Объективно, от чехов хотеть нечего — ни дружбы, ни уважения, ни братской любви и благодарности. Нам еще наш русский пророк Достоевский все сказал про «европейских братьев-славян» и цитировать его в сотый раз нет смысла*. Чехи, это один из небольших сервильных европейских народов, которых вечно к себе кто-то присоединял, а чужие армии ходили по их землям взад-вперед. И вот эти бесконечные качели, выработали у них особый менталитет и мировоззрение — «армии приходят и уходят, а мы остаемся». Эта пластичная народная масса просто расступалась, потом смыкалась вокруг клинка очередного «победителя». Там даже фигу в кармане невозможно вытащить на вольный свет божий, потому что разжал пальцы — и фиги, как не бывало.

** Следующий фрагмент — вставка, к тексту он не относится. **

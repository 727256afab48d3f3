//! 프로세스 내부 캐시
//!
//! Redis와 같은 의미론(밀리초 TTL, 빈 집합 자동 삭제, 키 단위 원자성)을
//! 하나의 뮤텍스로 흉내 내는 [`Cache`] 구현입니다. 개발 환경과 테스트에서 씁니다.
//!
//! 장애 주입을 지원합니다.
//!
//! - [`InMemoryCache::set_available`] - 모든 호출을 일시적 에러로 실패시킴
//! - [`InMemoryCache::fail_deletes_of`] - 특정 키의 `DEL`만 실패시킴
//! - [`InMemoryCache::disable_atomic_srem`] - `SREM`을 지원하지 않는 백엔드 흉내 (CAS 경로)

use async_trait::async_trait;
use std::collections::{HashMap, HashSet};
use std::sync::atomic::{AtomicBool, AtomicU64, Ordering};
use std::sync::{Mutex, MutexGuard};
use std::time::{Duration, Instant};

use crate::caching::{Cache, SetRemoval};
use crate::core::context::OpContext;
use crate::core::errors::CacheError;

#[derive(Debug, Clone)]
enum Value {
    Str(String),
    Set(HashSet<String>),
}

#[derive(Debug, Clone)]
struct Entry {
    value: Value,
    expires_at: Option<Instant>,
    version: u64,
}

impl Entry {
    fn is_expired(&self, now: Instant) -> bool {
        self.expires_at.is_some_and(|at| at <= now)
    }
}

#[derive(Default)]
struct State {
    entries: HashMap<String, Entry>,
    failing_deletes: HashSet<String>,
}

impl State {
    /// 만료된 키를 지우고 살아 있는 엔트리를 돌려줍니다.
    fn live(&mut self, key: &str) -> Option<&mut Entry> {
        let now = Instant::now();
        if self.entries.get(key).is_some_and(|e| e.is_expired(now)) {
            self.entries.remove(key);
        }
        self.entries.get_mut(key)
    }
}

/// `now + ttl`. 1ms 미만은 1ms로 올리고, `Instant` 범위를 넘으면 에러
fn expiry_from_now(ttl: Duration) -> Result<Instant, CacheError> {
    Instant::now()
        .checked_add(ttl.max(Duration::from_millis(1)))
        .ok_or_else(|| CacheError::Permanent(format!("ttl {:?} out of range", ttl)))
}

fn wrong_type(key: &str) -> CacheError {
    CacheError::Permanent(format!(
        "WRONGTYPE Operation against key '{}' holding the wrong kind of value",
        key
    ))
}

/// 프로세스 내부 캐시
#[derive(Default)]
pub struct InMemoryCache {
    state: Mutex<State>,
    unavailable: AtomicBool,
    no_atomic_srem: AtomicBool,
    versions: AtomicU64,
}

impl InMemoryCache {
    pub fn new() -> Self {
        Self::default()
    }

    /// `false`이면 이후 모든 호출이 일시적 에러로 실패합니다.
    pub fn set_available(&self, available: bool) {
        self.unavailable.store(!available, Ordering::SeqCst);
    }

    /// 지정한 키에 대한 `DEL`이 일시적 에러로 실패하게 합니다.
    pub fn fail_deletes_of(&self, key: impl Into<String>) {
        self.lock().failing_deletes.insert(key.into());
    }

    pub fn clear_faults(&self) {
        self.lock().failing_deletes.clear();
        self.set_available(true);
    }

    /// `SREM`을 `SetRemoval::Unsupported`로 응답하게 합니다.
    pub fn disable_atomic_srem(&self) {
        self.no_atomic_srem.store(true, Ordering::SeqCst);
    }

    /// 키의 남은 TTL. 키가 없거나 만료가 없으면 `None`
    pub fn ttl_of(&self, key: &str) -> Option<Duration> {
        let mut state = self.lock();
        let entry = state.live(key)?;
        entry
            .expires_at
            .map(|at| at.saturating_duration_since(Instant::now()))
    }

    pub fn contains_key(&self, key: &str) -> bool {
        self.lock().live(key).is_some()
    }

    fn lock(&self) -> MutexGuard<'_, State> {
        // 락을 쥔 채 패닉하는 코드가 없으므로 poison 상태도 그대로 사용
        self.state.lock().unwrap_or_else(|poisoned| poisoned.into_inner())
    }

    fn next_version(&self) -> u64 {
        self.versions.fetch_add(1, Ordering::Relaxed) + 1
    }

    fn check(&self, ctx: &OpContext) -> Result<(), CacheError> {
        if ctx.is_cancelled() {
            return Err(CacheError::Cancelled);
        }
        if ctx.remaining().is_some_and(|r| r.is_zero()) {
            return Err(CacheError::Timeout(Duration::ZERO));
        }
        if self.unavailable.load(Ordering::SeqCst) {
            return Err(CacheError::Transient("connection refused".to_string()));
        }
        Ok(())
    }
}

#[async_trait]
impl Cache for InMemoryCache {
    async fn set_ex(
        &self,
        ctx: &OpContext,
        key: &str,
        value: &str,
        ttl: Duration,
    ) -> Result<(), CacheError> {
        self.check(ctx)?;
        let expires_at = expiry_from_now(ttl)?;
        let version = self.next_version();
        self.lock().entries.insert(
            key.to_string(),
            Entry {
                value: Value::Str(value.to_string()),
                expires_at: Some(expires_at),
                version,
            },
        );
        Ok(())
    }

    async fn get(&self, ctx: &OpContext, key: &str) -> Result<Option<String>, CacheError> {
        self.check(ctx)?;
        let mut state = self.lock();
        match state.live(key) {
            None => Ok(None),
            Some(Entry {
                value: Value::Str(s),
                ..
            }) => Ok(Some(s.clone())),
            Some(_) => Err(wrong_type(key)),
        }
    }

    async fn get_del(&self, ctx: &OpContext, key: &str) -> Result<Option<String>, CacheError> {
        self.check(ctx)?;
        let mut state = self.lock();
        let is_string = match state.live(key) {
            None => return Ok(None),
            Some(entry) => matches!(entry.value, Value::Str(_)),
        };
        if !is_string {
            return Err(wrong_type(key));
        }
        match state.entries.remove(key) {
            Some(Entry {
                value: Value::Str(s),
                ..
            }) => Ok(Some(s)),
            _ => Ok(None),
        }
    }

    async fn del(&self, ctx: &OpContext, keys: &[String]) -> Result<u64, CacheError> {
        self.check(ctx)?;
        let mut state = self.lock();
        if let Some(key) = keys.iter().find(|k| state.failing_deletes.contains(*k)) {
            return Err(CacheError::Transient(format!("DEL {} failed: connection reset", key)));
        }
        let mut removed = 0;
        for key in keys {
            if state.live(key).is_some() {
                state.entries.remove(key);
                removed += 1;
            }
        }
        Ok(removed)
    }

    async fn sadd(
        &self,
        ctx: &OpContext,
        key: &str,
        members: &[String],
    ) -> Result<u64, CacheError> {
        self.check(ctx)?;
        if members.is_empty() {
            return Ok(0);
        }
        let version = self.next_version();
        let mut state = self.lock();
        if state.live(key).is_none() {
            state.entries.insert(
                key.to_string(),
                Entry {
                    value: Value::Set(HashSet::new()),
                    expires_at: None,
                    version,
                },
            );
        }
        let entry = state.live(key).ok_or_else(|| wrong_type(key))?;
        let Value::Set(set) = &mut entry.value else {
            return Err(wrong_type(key));
        };
        let added = members.iter().filter(|m| set.insert((*m).clone())).count() as u64;
        entry.version = version;
        Ok(added)
    }

    async fn srem(
        &self,
        ctx: &OpContext,
        key: &str,
        members: &[String],
    ) -> Result<SetRemoval, CacheError> {
        self.check(ctx)?;
        if self.no_atomic_srem.load(Ordering::SeqCst) {
            return Ok(SetRemoval::Unsupported);
        }
        let version = self.next_version();
        let mut state = self.lock();
        let Some(entry) = state.live(key) else {
            return Ok(SetRemoval::Removed(0));
        };
        let Value::Set(set) = &mut entry.value else {
            return Err(wrong_type(key));
        };
        let removed = members.iter().filter(|m| set.remove(*m)).count() as u64;
        entry.version = version;
        if set.is_empty() {
            state.entries.remove(key);
        }
        Ok(SetRemoval::Removed(removed))
    }

    async fn smembers(&self, ctx: &OpContext, key: &str) -> Result<Vec<String>, CacheError> {
        self.smembers_versioned(ctx, key)
            .await
            .map(|(members, _)| members)
    }

    async fn expire(&self, ctx: &OpContext, key: &str, ttl: Duration) -> Result<bool, CacheError> {
        self.check(ctx)?;
        let expires_at = expiry_from_now(ttl)?;
        let mut state = self.lock();
        Ok(match state.live(key) {
            Some(entry) => {
                entry.expires_at = Some(expires_at);
                true
            }
            None => false,
        })
    }

    async fn extend_ttl(
        &self,
        ctx: &OpContext,
        key: &str,
        ttl: Duration,
    ) -> Result<bool, CacheError> {
        self.check(ctx)?;
        let wanted = expiry_from_now(ttl)?;
        let mut state = self.lock();
        let Some(entry) = state.live(key) else {
            return Ok(false);
        };
        match entry.expires_at {
            Some(current) if current >= wanted => {}
            _ => entry.expires_at = Some(wanted),
        }
        Ok(true)
    }

    async fn smembers_versioned(
        &self,
        ctx: &OpContext,
        key: &str,
    ) -> Result<(Vec<String>, u64), CacheError> {
        self.check(ctx)?;
        let mut state = self.lock();
        match state.live(key) {
            None => Ok((Vec::new(), 0)),
            Some(Entry {
                value: Value::Set(set),
                version,
                ..
            }) => Ok((set.iter().cloned().collect(), *version)),
            Some(_) => Err(wrong_type(key)),
        }
    }

    async fn replace_members_if_version(
        &self,
        ctx: &OpContext,
        key: &str,
        version: u64,
        members: &[String],
    ) -> Result<bool, CacheError> {
        self.check(ctx)?;
        let next = self.next_version();
        let mut state = self.lock();
        let current = match state.live(key) {
            None => 0,
            Some(Entry {
                value: Value::Set(_),
                version: current,
                ..
            }) => *current,
            Some(_) => return Err(wrong_type(key)),
        };
        if current != version {
            return Ok(false);
        }
        if members.is_empty() {
            state.entries.remove(key);
            return Ok(true);
        }
        if let Some(entry) = state.live(key) {
            entry.value = Value::Set(members.iter().cloned().collect());
            entry.version = next;
        }
        Ok(true)
    }

    async fn ping(&self, ctx: &OpContext) -> Result<(), CacheError> {
        self.check(ctx)
    }
}

#[cfg(test)]
mod tests {
    use super::*;

    fn members(values: &[&str]) -> Vec<String> {
        values.iter().map(|v| v.to_string()).collect()
    }

    #[tokio::test]
    async fn test_string_expires() {
        let cache = InMemoryCache::new();
        let ctx = OpContext::background();

        cache.set_ex(&ctx, "k", "v", Duration::from_millis(1)).await.unwrap();
        tokio::time::sleep(Duration::from_millis(5)).await;

        assert_eq!(cache.get(&ctx, "k").await.unwrap(), None);
        assert!(!cache.contains_key("k"));
    }

    #[tokio::test]
    async fn test_srem_deletes_empty_set_and_keeps_others() {
        let cache = InMemoryCache::new();
        let ctx = OpContext::background();

        cache.sadd(&ctx, "s", &members(&["a", "b"])).await.unwrap();
        cache.extend_ttl(&ctx, "s", Duration::from_secs(60)).await.unwrap();

        assert_eq!(
            cache.srem(&ctx, "s", &members(&["a"])).await.unwrap(),
            SetRemoval::Removed(1)
        );
        assert_eq!(cache.smembers(&ctx, "s").await.unwrap(), members(&["b"]));
        assert!(cache.ttl_of("s").unwrap() > Duration::from_secs(50));

        cache.srem(&ctx, "s", &members(&["b"])).await.unwrap();
        assert!(!cache.contains_key("s"));
    }

    #[tokio::test]
    async fn test_extend_ttl_never_shortens() {
        let cache = InMemoryCache::new();
        let ctx = OpContext::background();

        assert!(!cache.extend_ttl(&ctx, "missing", Duration::from_secs(1)).await.unwrap());

        cache.sadd(&ctx, "s", &members(&["a"])).await.unwrap();
        assert_eq!(cache.ttl_of("s"), None);
        cache.extend_ttl(&ctx, "s", Duration::from_secs(3600)).await.unwrap();
        cache.extend_ttl(&ctx, "s", Duration::from_secs(1)).await.unwrap();

        assert!(cache.ttl_of("s").unwrap() > Duration::from_secs(3500));
    }

    #[tokio::test]
    async fn test_replace_rejects_stale_version() {
        let cache = InMemoryCache::new();
        let ctx = OpContext::background();

        cache.sadd(&ctx, "s", &members(&["a"])).await.unwrap();
        let (_, version) = cache.smembers_versioned(&ctx, "s").await.unwrap();
        cache.sadd(&ctx, "s", &members(&["b"])).await.unwrap();

        assert!(!cache
            .replace_members_if_version(&ctx, "s", version, &[])
            .await
            .unwrap());
        assert_eq!(cache.smembers(&ctx, "s").await.unwrap().len(), 2);
    }

    #[tokio::test]
    async fn test_fault_injection() {
        let cache = InMemoryCache::new();
        let ctx = OpContext::background();

        cache.set_ex(&ctx, "k", "v", Duration::from_secs(1)).await.unwrap();
        cache.fail_deletes_of("k");
        assert!(cache.del(&ctx, &members(&["k"])).await.unwrap_err().is_transient());

        cache.set_available(false);
        assert!(cache.get(&ctx, "k").await.unwrap_err().is_transient());

        cache.clear_faults();
        assert_eq!(cache.del(&ctx, &members(&["k"])).await.unwrap(), 1);
    }

    #[tokio::test]
    async fn test_get_del_returns_value_once() {
        let cache = InMemoryCache::new();
        let ctx = OpContext::background();

        cache.set_ex(&ctx, "k", "v", Duration::from_secs(1)).await.unwrap();
        assert_eq!(cache.get_del(&ctx, "k").await.unwrap(), Some("v".to_string()));
        assert_eq!(cache.get_del(&ctx, "k").await.unwrap(), None);
    }

    #[tokio::test]
    async fn test_expire_replaces_ttl() {
        let cache = InMemoryCache::new();
        let ctx = OpContext::background();

        assert!(!cache.expire(&ctx, "missing", Duration::from_secs(1)).await.unwrap());

        cache.set_ex(&ctx, "k", "v", Duration::from_secs(3600)).await.unwrap();
        assert!(cache.expire(&ctx, "k", Duration::from_secs(10)).await.unwrap());
        assert!(cache.ttl_of("k").unwrap() <= Duration::from_secs(10));
    }

    #[tokio::test]
    async fn test_out_of_range_ttl_is_rejected_without_panic() {
        let cache = InMemoryCache::new();
        let ctx = OpContext::background();

        assert!(matches!(
            cache.set_ex(&ctx, "k", "v", Duration::MAX).await,
            Err(CacheError::Permanent(_))
        ));
        assert!(!cache.contains_key("k"));

        cache.sadd(&ctx, "s", &members(&["a"])).await.unwrap();
        assert!(cache.extend_ttl(&ctx, "s", Duration::MAX).await.is_err());
        assert!(cache.expire(&ctx, "s", Duration::MAX).await.is_err());
        assert_eq!(cache.ttl_of("s"), None);
    }

    #[tokio::test]
    async fn test_wrong_type_is_permanent() {
        let cache = InMemoryCache::new();
        let ctx = OpContext::background();

        cache.sadd(&ctx, "s", &members(&["a"])).await.unwrap();
        assert!(matches!(
            cache.get(&ctx, "s").await,
            Err(CacheError::Permanent(_))
        ));
    }
}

Какая фига, пан? Вам показалось! Это я вам примерно цитирую чешского национального героя Швейка, идиота с шизофазией и логодиареей, вся книжная жизнь которого в этом «шедевре национальной литературы» направлена на сдачу в плен, вместо защиты своей родной земли. Быть в составе Австро-Венгерской империи на правах комнатной собачки? Отлично, присягаем. Протекторат Богемии и Моравии под управлением Третьего рейха?
Ну, а что такого если немцы честно платят рейхсмарками за оружие для вермахта? Чего желать, если в трактирах, по-прежнему подают пиво и сочащиеся жиром колбаски? Чешская советская социалистическая республика? Прекрасно. Появилась возможность сменить сюзерена с восточного на западного? Ой, Советы потребовали за это маневрирование расплатиться кровью. Все, «пражская весна» закончилась. Расходимся, все сложили фиги в карманах и перешли к мирному созидательному труду на благо Чехословакии, СЭВ и Варшавского договора.
Такие народы живут более-менее хорошо при любом режиме и любой власти — аксиома, проверенная временем. Так что, глупо требовать от чеха верности старым знаменам, если власть поменялась. Не «освободили», «не освободились в результате национально-освободительной борьбы», а «поменялась» — в сознании чехов, разумеется. Нам, способным сидеть в болоте под Ржевом с пулеметом и без еды, целых три года, все это понять очень сложно. У нас иной взгляд на эту войну. Наша Красная армия очень устала, выгоняя зверя обратно в его логово — Берлин. Но на пути к этому логову лежала Чехословакия или Протекторат Богемия-Моравия и мы за проход по нему во время «Пражской операции» отдали 11 тысяч погибших бойцов и 38 тысяч раненых. У нас совсем другое отношение к этой войне.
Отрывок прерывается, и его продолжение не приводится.